For Everybody Is a Story
[Becker was an American journalist, critic, and author of books for children. In the following review, she favorably assesses They Brought Their Women.]
Everybody has a story: that has been said since autobiographical novels began. Miss Ferber's new book [They Brought Their Women] seems based upon a sounder principal: everybody is a story. If it creates a person, a short story need do no more. If it reveals him in his everyday action, picked out in his group by the spotlight of creative understanding, it will do much more. If it chooses to turn on this light at a crucial moment or in some period of stress, it may have amazing possibilities in the hands of one experienced in life and in the handling of literary material.
This is why the opening "Glamour" is so good a story: Like most of the eight titles in the collection, this one should be pronounced with a rising inflection. To Miss Frayne, the "glamourous" actress, the word has a sardonic ring.

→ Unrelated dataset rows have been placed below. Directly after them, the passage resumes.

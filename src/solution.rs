//! The externally visible search result.

use crate::instance::Instance;

#[cfg(feature = "serde")]
use serde::{Deserialize, Serialize};

/// A cyclic path together with its objective value.
///
/// Produced by every construction heuristic and driver. The objective
/// always equals [`Instance::objective`] of the path.
#[derive(Debug, Clone, PartialEq, Eq)]
#[cfg_attr(feature = "serde", derive(Serialize, Deserialize))]
pub struct Solution {
    pub path: Vec<usize>,
    pub objective: i64,
}

impl Solution {
    /// Wraps `path`, computing its objective from scratch.
    pub fn new(instance: &Instance, path: Vec<usize>) -> Self {
        let objective = instance.objective(&path);
        Self { path, objective }
    }

    /// The solution of an instance with no nodes.
    pub fn empty() -> Self {
        Self {
            path: Vec::new(),
            objective: 0,
        }
    }

    pub fn len(&self) -> usize {
        self.path.len()
    }

    pub fn is_empty(&self) -> bool {
        self.path.is_empty()
    }
}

Linda awoke now, not drowsily, deliciously, as one who has been deep sunk in refreshing slumber, but suddenly, with a look very like terror on her face, as though she had yielded unwillingly to sleep and resented the hours spent in its embrace. The instant she awoke her hand reached quickly under her pillow and brought forth a scuffed and dogs-eared booklet, crudely bound in heavy yellow paper and fastened with clips.

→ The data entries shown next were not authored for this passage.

//! Variable Neighborhood Search configuration.

use crate::budget::validate_budget;
use crate::construction::StartStrategy;
use crate::local_search::LocalSearchConfig;
use crate::perturbation::{destroy_repair, double_bridge, random_exchanges, random_two_opts};
use crate::tour::Tour;
use rand::Rng;

#[cfg(feature = "serde")]
use serde::{Deserialize, Serialize};

/// Shaking neighbourhood, in order of increasing disruption.
#[derive(Debug, Clone, Copy, PartialEq, Eq)]
#[cfg_attr(feature = "serde", derive(Serialize, Deserialize))]
pub enum ShakeOperator {
    /// `intensity` random exchanges with unselected nodes.
    NodeExchange,
    /// `intensity` random 2-opt moves, at most `k / 2`.
    TwoOpt,
    /// Remove 20-30% of the tour and repair by cheapest insertion.
    DestroyRepair,
    /// Segment reconnection; falls back to random 2-opts on short tours.
    DoubleBridge,
}

impl ShakeOperator {
    pub const ALL: [ShakeOperator; 4] = [
        ShakeOperator::NodeExchange,
        ShakeOperator::TwoOpt,
        ShakeOperator::DestroyRepair,
        ShakeOperator::DoubleBridge,
    ];

    /// Operator of the zero-based neighbourhood `index`; indices past the
    /// last operator wrap around.
    pub fn of_index(index: usize) -> ShakeOperator {
        Self::ALL[index % Self::ALL.len()]
    }

    pub fn index(self) -> usize {
        self as usize
    }

    /// Shakes `tour` in place.
    pub fn apply<R: Rng>(self, tour: &mut Tour<'_>, intensity: usize, rng: &mut R) {
        let k = tour.len();
        match self {
            ShakeOperator::NodeExchange => {
                let pool = tour.instance().n() - k;
                random_exchanges(tour, intensity.min(k).min(pool), rng);
            }
            ShakeOperator::TwoOpt => {
                random_two_opts(tour, intensity.min(k / 2), rng);
            }
            ShakeOperator::DestroyRepair => {
                destroy_repair(tour, rng);
            }
            ShakeOperator::DoubleBridge => {
                if !double_bridge(tour, rng) {
                    random_two_opts(tour, intensity.min(k / 2), rng);
                }
            }
        }
    }
}

/// How the next neighbourhood is chosen inside one VNS pass.
#[derive(Debug, Clone, Copy, PartialEq, Eq, Default)]
#[cfg_attr(feature = "serde", derive(Serialize, Deserialize))]
pub enum NeighborhoodChange {
    /// The k-th step of a pass uses operator k.
    #[default]
    Sequential,
    /// Uniformly random operator.
    Random,
    /// Roulette over operator weights learned from past successes.
    Adaptive,
}

/// Configuration parameters for Variable Neighborhood Search.
///
/// # Examples
///
/// ```
/// use u_selective_tsp::vns::{NeighborhoodChange, VnsConfig};
///
/// let config = VnsConfig::default()
///     .with_max_iterations(100)
///     .with_max_no_improve(40)
///     .with_neighborhood_change(NeighborhoodChange::Adaptive);
/// assert_eq!(config.max_neighborhoods, 4);
/// assert_eq!(config.max_no_improve, Some(40));
/// assert!(config.validate().is_ok());
/// ```
#[derive(Debug, Clone)]
pub struct VnsConfig {
    pub local_search: LocalSearchConfig,
    /// Neighbourhoods tried per pass before starting over.
    pub max_neighborhoods: usize,
    /// Strength of the exchange and 2-opt shakes.
    pub shaking_intensity: usize,
    pub neighborhood_change: NeighborhoodChange,
    /// Descend after each shake. Without it the search is a pure
    /// random walk over improving shakes.
    pub use_local_search: bool,
    /// Weight smoothing factor of the adaptive strategy, in (0, 1].
    pub reaction_factor: f64,
    pub start: StartStrategy,
    /// Maximum number of passes through the neighbourhoods.
    pub max_iterations: Option<usize>,
    /// Wall-clock limit in milliseconds.
    pub time_limit_ms: Option<u64>,
    /// Stop after this many shakes in a row without improvement.
    pub max_no_improve: Option<usize>,
    /// Random seed (None for a fresh one).
    pub seed: Option<u64>,
}

impl Default for VnsConfig {
    fn default() -> Self {
        Self {
            local_search: LocalSearchConfig::default(),
            max_neighborhoods: 4,
            shaking_intensity: 3,
            neighborhood_change: NeighborhoodChange::Sequential,
            use_local_search: true,
            reaction_factor: 0.2,
            start: StartStrategy::Random,
            max_iterations: Some(500),
            time_limit_ms: None,
            max_no_improve: None,
            seed: None,
        }
    }
}

impl VnsConfig {
    pub fn with_local_search(mut self, config: LocalSearchConfig) -> Self {
        self.local_search = config;
        self
    }

    pub fn with_max_neighborhoods(mut self, n: usize) -> Self {
        self.max_neighborhoods = n;
        self
    }

    pub fn with_shaking_intensity(mut self, intensity: usize) -> Self {
        self.shaking_intensity = intensity;
        self
    }

    pub fn with_neighborhood_change(mut self, change: NeighborhoodChange) -> Self {
        self.neighborhood_change = change;
        self
    }

    pub fn with_local_search_enabled(mut self, enabled: bool) -> Self {
        self.use_local_search = enabled;
        self
    }

    pub fn with_reaction_factor(mut self, factor: f64) -> Self {
        self.reaction_factor = factor;
        self
    }

    pub fn with_start(mut self, start: StartStrategy) -> Self {
        self.start = start;
        self
    }

    /// Sets the maximum number of passes.
    pub fn with_max_iterations(mut self, n: usize) -> Self {
        self.max_iterations = Some(n);
        self
    }

    /// Sets a time limit and drops the pass limit.
    pub fn with_time_limit_ms(mut self, ms: u64) -> Self {
        self.time_limit_ms = Some(ms);
        self.max_iterations = None;
        self
    }

    /// Sets the maximum shakes without improvement.
    pub fn with_max_no_improve(mut self, n: usize) -> Self {
        self.max_no_improve = Some(n);
        self
    }

    /// Sets the random seed.
    pub fn with_seed(mut self, seed: u64) -> Self {
        self.seed = Some(seed);
        self
    }

    /// Validates the configuration.
    pub fn validate(&self) -> Result<(), String> {
        validate_budget(self.time_limit_ms, self.max_iterations)?;
        if self.max_neighborhoods == 0 {
            return Err("max_neighborhoods must be at least 1".into());
        }
        if self.shaking_intensity == 0 {
            return Err("shaking_intensity must be at least 1".into());
        }
        if self.reaction_factor <= 0.0 || self.reaction_factor > 1.0 {
            return Err(format!(
                "reaction_factor must be in (0, 1], got {}",
                self.reaction_factor
            ));
        }
        if self.max_no_improve == Some(0) {
            return Err("max_no_improve must be positive or None".into());
        }
        self.local_search.validate()
    }
}

#[cfg(test)]
mod tests {
    use super::*;
    use crate::test_utils::{random_instance, rng};

    #[test]
    fn test_default_config() {
        let config = VnsConfig::default();
        assert_eq!(config.max_neighborhoods, 4);
        assert_eq!(config.shaking_intensity, 3);
        assert_eq!(config.neighborhood_change, NeighborhoodChange::Sequential);
        assert!(config.use_local_search);
        assert!((config.reaction_factor - 0.2).abs() < 1e-10);
        assert!(config.validate().is_ok());
    }

    #[test]
    fn test_validate_rejects_bad_values() {
        let base = VnsConfig::default();
        assert!(base.clone().with_max_neighborhoods(0).validate().is_err());
        assert!(base.clone().with_shaking_intensity(0).validate().is_err());
        assert!(base.clone().with_reaction_factor(0.0).validate().is_err());
        assert!(base.with_max_no_improve(0).validate().is_err());
    }

    #[test]
    fn test_operator_index_wraps() {
        assert_eq!(ShakeOperator::of_index(0), ShakeOperator::NodeExchange);
        assert_eq!(ShakeOperator::of_index(3), ShakeOperator::DoubleBridge);
        assert_eq!(ShakeOperator::of_index(5), ShakeOperator::TwoOpt);
        for op in ShakeOperator::ALL {
            assert_eq!(ShakeOperator::of_index(op.index()), op);
        }
    }

    #[test]
    fn test_shakes_keep_tour_feasible() {
        for n in [2, 7, 16, 41] {
            let instance = random_instance(n, n as u64);
            let mut r = rng(n as u64);
            for op in ShakeOperator::ALL {
                let mut tour = Tour::random(&instance, &mut r);
                op.apply(&mut tour, 3, &mut r);
                assert!(tour.is_consistent(), "{op:?} on n = {n}");
                assert_eq!(tour.len(), instance.k());
            }
        }
    }
}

Here it is Friday, the new play opens on Wednesday in Cleveland, with three performances yet to go in a part she has played for ten months, and she not only doesn't know her lines, but like every real actress in a leading role at this stage in rehearsal she is sure she never will. Through the crowding duties of a crashing day, exercising, catching a swift morning moment with her child, rehearsing intently at the theater and at home, trying on, undergoing the unwelcome repose of the new hair-do, the "seventy-three typewritten pages of her enormous and overwhelming part," and the ever-present necessity of the cueing process, weave in and out like the principal theme of a complicated fugue. But like a fugue, the day for all its rush and clatter is orderly as a house-wife's shopping list. Like Linda's morning exercises, so crazy to watch, all her doings are "stern antics, and the disjointed sentences wise, orderly and meaningful." Somehow, one feels, the play will open on time. Her husband really does know the right words, as well as the right words to say, when he repeats: "Say, you'll knock 'em cold. You always have. You always will…. Listen, if you were dead sure of yourself in a new part I'd know you were through."

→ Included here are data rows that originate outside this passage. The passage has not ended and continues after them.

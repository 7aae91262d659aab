//! Multiple Start Local Search (MSLS).
//!
//! Builds independent starting solutions, drives each to a local optimum
//! and keeps the best one. No information flows between starts.

mod config;
mod runner;

pub use config::MslsConfig;
pub use runner::{MslsResult, MslsRunner};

All this is more than photographically, phonographically accurate. It is true. It is so true in every particular it makes a "retired" actress ache all over. But what makes it more than true is that it really is glamour. The story does actually create in some fashion transcending its facts, the special inexplicable charm that keeps not only the Lindas but every one else with the stage in the blood in what we soberly call the theatrical profession.
Four of the eight stories go round one working-day from sleep to sleep. These naturally make the better half of the book: such a method works best within such limits. All are sharply localized, for the most part in large cities. "Hey, Taxi!" goes round the clock with Ernie Stewig, a gifted New York hackman of the post-war school. "One Day in Wall Street, 1929" dates to such a degree that it is off the track of the rest of the book. "Keep It Holy" keeps to places open on Sunday to a small-town girl sick with solitude in New York; this is the only one reminding a reader that there is still a flap or two left in the dead fish of the O. Henry method. Otherwise the stories are distinctively Miss Ferber's own, her world and her way of taking it—though the taxi story could do without the heigh-ho ending, it being hard to use anything again that has once been used by Katharine Brush.
The aviation story—on the outskirts of Wichita—and the one about the faithful wife who trails her husband on a Mexican trip to see that he has all the comforts of home, are more conventional treatments of the general conspiracy of women, of what we like to think is the old school, to do men good in spite of themselves. In the one about the American girl married not only to a Frenchman but to the characteristic middle-class French vision of life and its responsibilities, returning widowed with her son to a post-smash America, there is the nearest to a definite, discernible "purpose." But though something the same feeling deepens the color in "Fraulein," this story, the pride of the collection, depends for its success on nothing less than the skill with which a single character, emerging from the background of a group, is brought into brilliant illumination.
It opens in a millionaire establishment to which the last necessary touch, two children, has been added. Along with this somewhat perfunctory item goes another item, the children's young German nurse—not that anybody thinks of her above-stairs as young, or thinks of her at all for six days in the week. For Fraulein functions as quietly as a perfect digestion—and on her afternoon out the household has what amounts to a community colic. On the stroke of two, Berta emerges from her uniform and steps firmly and competently into her own rich, real life. On the stroke of midnight she returns to bring magic calm to a frantic baby, to motion to a distraught mother. "Go to bed, Madam." "I wouldn't take her job if I were starving," moans the limp lady of the house. "What a life!"
It is more than a tag. What a life, indeed!